Extracted information START

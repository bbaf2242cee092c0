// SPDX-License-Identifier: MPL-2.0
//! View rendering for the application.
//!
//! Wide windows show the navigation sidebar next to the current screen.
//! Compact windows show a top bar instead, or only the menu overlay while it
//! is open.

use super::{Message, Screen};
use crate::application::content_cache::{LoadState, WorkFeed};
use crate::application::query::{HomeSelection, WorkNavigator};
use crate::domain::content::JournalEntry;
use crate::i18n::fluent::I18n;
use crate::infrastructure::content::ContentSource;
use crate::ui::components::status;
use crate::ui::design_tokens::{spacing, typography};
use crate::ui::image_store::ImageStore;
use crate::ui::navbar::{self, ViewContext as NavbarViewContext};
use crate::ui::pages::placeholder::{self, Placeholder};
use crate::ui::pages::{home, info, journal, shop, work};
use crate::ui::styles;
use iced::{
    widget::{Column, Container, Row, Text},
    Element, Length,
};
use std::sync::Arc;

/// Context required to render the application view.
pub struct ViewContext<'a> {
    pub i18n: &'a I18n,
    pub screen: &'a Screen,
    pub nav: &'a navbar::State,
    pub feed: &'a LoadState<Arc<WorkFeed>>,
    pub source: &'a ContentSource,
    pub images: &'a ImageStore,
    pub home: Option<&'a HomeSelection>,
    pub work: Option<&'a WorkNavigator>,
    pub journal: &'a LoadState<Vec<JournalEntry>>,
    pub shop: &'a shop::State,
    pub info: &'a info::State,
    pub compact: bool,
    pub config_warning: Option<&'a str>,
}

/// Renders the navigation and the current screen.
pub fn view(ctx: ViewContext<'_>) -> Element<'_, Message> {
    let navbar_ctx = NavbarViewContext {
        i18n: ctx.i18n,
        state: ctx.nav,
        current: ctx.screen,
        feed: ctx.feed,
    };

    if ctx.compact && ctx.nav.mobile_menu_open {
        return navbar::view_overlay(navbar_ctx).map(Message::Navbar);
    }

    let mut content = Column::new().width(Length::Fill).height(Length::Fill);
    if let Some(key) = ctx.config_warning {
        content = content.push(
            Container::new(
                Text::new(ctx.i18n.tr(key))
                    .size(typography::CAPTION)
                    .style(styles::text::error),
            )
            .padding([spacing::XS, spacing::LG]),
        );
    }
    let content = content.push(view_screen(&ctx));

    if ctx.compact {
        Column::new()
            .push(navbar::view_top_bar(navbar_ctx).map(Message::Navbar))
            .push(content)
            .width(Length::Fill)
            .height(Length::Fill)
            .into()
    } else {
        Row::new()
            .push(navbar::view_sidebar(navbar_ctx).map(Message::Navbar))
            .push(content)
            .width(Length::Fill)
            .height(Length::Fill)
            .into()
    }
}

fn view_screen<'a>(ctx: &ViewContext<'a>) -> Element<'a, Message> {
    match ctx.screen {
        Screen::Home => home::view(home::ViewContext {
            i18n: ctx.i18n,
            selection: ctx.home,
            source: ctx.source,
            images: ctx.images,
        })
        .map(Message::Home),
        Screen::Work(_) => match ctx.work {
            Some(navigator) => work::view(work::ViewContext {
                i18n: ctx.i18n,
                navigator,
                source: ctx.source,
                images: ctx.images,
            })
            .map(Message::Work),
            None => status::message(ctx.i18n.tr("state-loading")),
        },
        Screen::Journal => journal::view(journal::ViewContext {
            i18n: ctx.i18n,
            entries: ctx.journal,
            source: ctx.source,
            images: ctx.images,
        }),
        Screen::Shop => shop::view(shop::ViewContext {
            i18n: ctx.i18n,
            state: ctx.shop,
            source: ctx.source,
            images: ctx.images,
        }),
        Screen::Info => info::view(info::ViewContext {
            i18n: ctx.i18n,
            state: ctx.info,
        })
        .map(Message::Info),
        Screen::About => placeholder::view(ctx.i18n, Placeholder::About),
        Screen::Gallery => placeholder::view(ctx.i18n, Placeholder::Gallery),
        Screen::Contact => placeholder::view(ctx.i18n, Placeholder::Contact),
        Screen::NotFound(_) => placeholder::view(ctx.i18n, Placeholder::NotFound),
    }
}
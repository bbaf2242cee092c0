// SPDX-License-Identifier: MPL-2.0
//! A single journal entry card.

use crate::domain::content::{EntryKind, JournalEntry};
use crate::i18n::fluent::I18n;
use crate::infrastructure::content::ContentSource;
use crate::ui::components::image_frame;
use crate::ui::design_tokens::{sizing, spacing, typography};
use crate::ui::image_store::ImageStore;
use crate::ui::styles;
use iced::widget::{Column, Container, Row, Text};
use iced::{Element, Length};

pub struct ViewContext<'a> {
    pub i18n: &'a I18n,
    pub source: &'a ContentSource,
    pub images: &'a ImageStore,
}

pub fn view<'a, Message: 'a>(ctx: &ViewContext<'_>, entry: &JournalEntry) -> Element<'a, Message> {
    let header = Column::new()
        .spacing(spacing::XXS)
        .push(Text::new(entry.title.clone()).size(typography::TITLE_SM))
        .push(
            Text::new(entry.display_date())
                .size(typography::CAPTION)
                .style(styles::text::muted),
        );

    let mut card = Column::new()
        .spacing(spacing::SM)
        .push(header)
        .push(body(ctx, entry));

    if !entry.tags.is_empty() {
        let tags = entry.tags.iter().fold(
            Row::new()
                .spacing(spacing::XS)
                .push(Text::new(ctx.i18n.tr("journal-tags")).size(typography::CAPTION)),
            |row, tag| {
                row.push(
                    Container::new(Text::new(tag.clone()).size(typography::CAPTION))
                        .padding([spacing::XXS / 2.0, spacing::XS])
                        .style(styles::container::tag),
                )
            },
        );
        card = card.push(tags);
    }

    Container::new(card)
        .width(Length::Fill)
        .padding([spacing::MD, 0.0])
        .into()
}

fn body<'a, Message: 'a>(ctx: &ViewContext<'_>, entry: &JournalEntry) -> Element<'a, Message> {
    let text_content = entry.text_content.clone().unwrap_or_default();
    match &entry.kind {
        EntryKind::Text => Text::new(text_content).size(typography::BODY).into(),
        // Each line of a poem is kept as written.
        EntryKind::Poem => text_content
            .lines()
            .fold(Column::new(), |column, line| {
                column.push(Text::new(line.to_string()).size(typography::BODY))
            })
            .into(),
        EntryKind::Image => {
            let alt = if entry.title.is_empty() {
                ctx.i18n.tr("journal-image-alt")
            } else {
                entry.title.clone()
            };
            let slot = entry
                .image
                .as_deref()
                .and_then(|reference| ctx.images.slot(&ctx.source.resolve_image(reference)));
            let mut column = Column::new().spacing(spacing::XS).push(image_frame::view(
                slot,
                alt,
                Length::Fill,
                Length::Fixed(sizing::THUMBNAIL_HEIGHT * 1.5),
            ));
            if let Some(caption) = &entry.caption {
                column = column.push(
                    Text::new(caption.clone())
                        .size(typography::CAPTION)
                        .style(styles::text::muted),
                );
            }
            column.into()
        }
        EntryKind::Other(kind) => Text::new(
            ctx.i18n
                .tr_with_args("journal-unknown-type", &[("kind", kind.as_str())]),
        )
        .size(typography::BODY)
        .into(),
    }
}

Extracted information END

Read the listing line by line, and copy each line in which the word "muted" is found.

                .style(styles::text::muted),
                        .style(styles::text::muted),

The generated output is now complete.